With a working remote setup and a comfortable way to run services and move files between machines, there are two small habits left that make day-to-day life with a remote server much easier: not paying for idle compute, and being able to rebuild the whole setup quickly when you need a new machine.
Scheduled shutdown
If your remote machine is billed hourly, forgetting to turn it off is the most common way to end up with an uncontrolled bill. I use a very simple guardrail for this - my server shuts down every day at 6 pm, which simply matches the end of my work day and may not suit everyone. There are fancier solutions worth exploring some day (for example, auto-shutdown after a period of SSH inactivity), but this basic version already covers where most of the actual savings come from.
Open root's crontab:
sudo crontab -eAdd the following line:
0 18 * * * /sbin/shutdown -h nowThe machine will power off every day at 18:00 system time. Check the timezone
with timedatectl before relying on it - cloud images often ship in UTC, so
18:00 there may not be 18:00 where you are. If it's off, set it with:
sudo dpkg-reconfigure tzdataThat's it. This single line covers the "I forgot to turn it off" case, which is where most of the actual savings come from.
Setup scripts
The other habit is making it cheap to spin up a fresh machine. Over time I've collected a small repository of setup scripts that take a new VPS from a blank Debian image to "ready to code" in a single command. It's nothing production ready - I keep messing around with it - but maybe it will inspire you to build your own. Take a quick look at the env-setup repository.
Once users are configured, I just run:
bash -c "$(wget -O - https://raw.githubusercontent.com/sobanieca/env-setup/master/env-setup.sh)"After this (and cloning the relevant git repositories) I'm ready to code almost immediately. In most cases I need only around 30 minutes to set up a new machine end-to-end.
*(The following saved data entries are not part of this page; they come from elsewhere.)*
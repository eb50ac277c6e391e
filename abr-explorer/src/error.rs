//! Ladder exploration error types.

use std::path::PathBuf;

use thiserror::Error;

#[derive(Error, Debug)]
pub enum ExplorerError {
    /// Generation and expansion left nothing to analyze.
    #[error("no pairs to analyze")]
    NoPairs,

    #[error("Invalid configuration: {message}")]
    Config { message: String },

    #[error("Invalid resolution `{input}`: {message}")]
    InvalidResolution { input: String, message: String },

    #[error("Transcode failed for {output}: {message}")]
    Transcode { output: PathBuf, message: String },

    #[error("Quality analysis failed for {quality_file}: {message}")]
    Analysis {
        quality_file: PathBuf,
        message: String,
    },

    #[error("`{program}` exited with {status}")]
    Command { program: String, status: String },

    #[error("Candidate task failed: {0}")]
    Join(String),

    #[error("Serialization error: {0}")]
    Serialization(String),

    #[error(transparent)]
    Io(#[from] std::io::Error),
}

impl From<serde_json::Error> for ExplorerError {
    fn from(e: serde_json::Error) -> Self {
        ExplorerError::Serialization(e.to_string())
    }
}

impl From<tokio::task::JoinError> for ExplorerError {
    fn from(e: tokio::task::JoinError) -> Self {
        ExplorerError::Join(e.to_string())
    }
}

pub type Result<T> = std::result::Result<T, ExplorerError>;
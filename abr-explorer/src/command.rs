//! Collaborators that shell out to external tools (ffmpeg by default).
//!
//! Arguments are templates. Placeholders are substituted per invocation:
//!
//! - transcoder: `{input}`, `{output}`, `{width}`, `{height}`, `{bitrate}`,
//!   `{var:<name>}`, and a standalone `{vars}` argument that expands to
//!   `-<name> <value>` for every variable of the candidate;
//! - analyzer: `{reference}`, `{variant}`, `{quality}`, `{model}` (the
//!   libvmaf model version).

use std::path::{Path, PathBuf};
use std::process::{Output, Stdio};

use serde::{Deserialize, Serialize};
use tokio::process::Command;
use tracing::debug;

use crate::candidate::Variables;
use crate::collaborator::{QualityAnalyzer, Transcoder};
use crate::error::{ExplorerError, Result};
use crate::model::AnalysisModel;
use crate::resolution::Resolution;

const VARS_TOKEN: &str = "{vars}";
const STDERR_TAIL: usize = 400;

/// External program plus its argument template.
#[derive(Debug, Clone, PartialEq, Eq, Serialize, Deserialize)]
pub struct CommandTemplate {
    pub program: String,
    pub args: Vec<String>,
}

impl CommandTemplate {
    pub fn new<I, S>(program: impl Into<String>, args: I) -> Self
    where
        I: IntoIterator<Item = S>,
        S: Into<String>,
    {
        Self {
            program: program.into(),
            args: args.into_iter().map(Into::into).collect(),
        }
    }

    fn render(&self, values: &[(&str, String)], variables: Option<&Variables>) -> Vec<String> {
        let mut rendered = Vec::with_capacity(self.args.len());
        for arg in &self.args {
            if arg == VARS_TOKEN {
                if let Some(vars) = variables {
                    for (name, value) in vars.iter() {
                        rendered.push(format!("-{name}"));
                        rendered.push(value.to_string());
                    }
                }
                continue;
            }

            let mut out = arg.clone();
            for (key, value) in values {
                out = out.replace(&format!("{{{key}}}"), value);
            }
            if let Some(vars) = variables {
                for (name, value) in vars.iter() {
                    out = out.replace(&format!("{{var:{name}}}"), value);
                }
            }
            rendered.push(out);
        }
        rendered
    }

    async fn execute(&self, args: Vec<String>) -> Result<Output> {
        debug!(program = %self.program, args = ?args, "Spawning");
        let output = Command::new(&self.program)
            .args(&args)
            .stdin(Stdio::null())
            .stdout(Stdio::null())
            .stderr(Stdio::piped())
            .output()
            .await?;

        if output.status.success() {
            Ok(output)
        } else {
            Err(ExplorerError::Command {
                program: self.program.clone(),
                status: format!("{} ({})", output.status, stderr_tail(&output)),
            })
        }
    }
}

fn stderr_tail(output: &Output) -> String {
    let stderr = String::from_utf8_lossy(&output.stderr);
    let stderr = stderr.trim();
    let start = stderr
        .char_indices()
        .rev()
        .nth(STDERR_TAIL)
        .map(|(i, _)| i)
        .unwrap_or(0);
    stderr[start..].to_string()
}

async fn ensure_parent(path: &Path) -> Result<()> {
    if let Some(parent) = path.parent().filter(|p| !p.as_os_str().is_empty()) {
        tokio::fs::create_dir_all(parent).await?;
    }
    Ok(())
}

/// [`Transcoder`] running an external encoder.
#[derive(Debug, Clone)]
pub struct CommandTranscoder {
    template: CommandTemplate,
}

impl CommandTranscoder {
    pub fn new(template: CommandTemplate) -> Self {
        Self { template }
    }
}

impl Default for CommandTranscoder {
    fn default() -> Self {
        Self::new(CommandTemplate::new(
            "ffmpeg",
            [
                "-hide_banner",
                "-y",
                "-i",
                "{input}",
                "-vf",
                "scale={width}:{height}",
                "-c:v",
                "libx264",
                "-b:v",
                "{bitrate}",
                VARS_TOKEN,
                "-an",
                "{output}",
            ],
        ))
    }
}

#[async_trait::async_trait]
impl Transcoder for CommandTranscoder {
    async fn transcode(
        &self,
        reference: &Path,
        resolution: &Resolution,
        bitrate: u64,
        output: &Path,
        variables: &Variables,
    ) -> Result<PathBuf> {
        ensure_parent(output).await?;
        let args = self.template.render(
            &[
                ("input", reference.display().to_string()),
                ("output", output.display().to_string()),
                ("width", resolution.width.to_string()),
                ("height", resolution.height.to_string()),
                ("bitrate", bitrate.to_string()),
            ],
            Some(variables),
        );

        self.template
            .execute(args)
            .await
            .map_err(|e| ExplorerError::Transcode {
                output: output.to_path_buf(),
                message: e.to_string(),
            })?;
        Ok(output.to_path_buf())
    }
}

/// [`QualityAnalyzer`] running an external scorer.
#[derive(Debug, Clone)]
pub struct CommandQualityAnalyzer {
    template: CommandTemplate,
}

impl CommandQualityAnalyzer {
    pub fn new(template: CommandTemplate) -> Self {
        Self { template }
    }
}

impl Default for CommandQualityAnalyzer {
    fn default() -> Self {
        Self::new(CommandTemplate::new(
            "ffmpeg",
            [
                "-hide_banner",
                "-i",
                "{variant}",
                "-i",
                "{reference}",
                "-lavfi",
                "[0:v][1:v]scale2ref=flags=bicubic[dist][ref];[dist][ref]libvmaf=model=version={model}:log_fmt=json:log_path={quality}",
                "-f",
                "null",
                "-",
            ],
        ))
    }
}

#[async_trait::async_trait]
impl QualityAnalyzer for CommandQualityAnalyzer {
    async fn analyze_quality(
        &self,
        reference: &Path,
        variant: &Path,
        quality_file: &Path,
        model: AnalysisModel,
    ) -> Result<PathBuf> {
        ensure_parent(quality_file).await?;
        let args = self.template.render(
            &[
                ("reference", reference.display().to_string()),
                ("variant", variant.display().to_string()),
                ("quality", quality_file.display().to_string()),
                ("model", model.libvmaf_version().to_string()),
            ],
            None,
        );

        self.template
            .execute(args)
            .await
            .map_err(|e| ExplorerError::Analysis {
                quality_file: quality_file.to_path_buf(),
                message: e.to_string(),
            })?;
        Ok(quality_file.to_path_buf())
    }
}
Nowadays, with AI, it should be very easy to adjust such scripts to your own needs.
Conclusion
That's more or less everything I wanted to share for the build-anywhere
category. This workflow has served me very well for a couple of years now, and I
encourage you to give it a try. There is some friction at the start, but in my
opinion it pays off quickly - you end up with access to very powerful machines
just a few clicks away, and a local device that is genuinely disposable.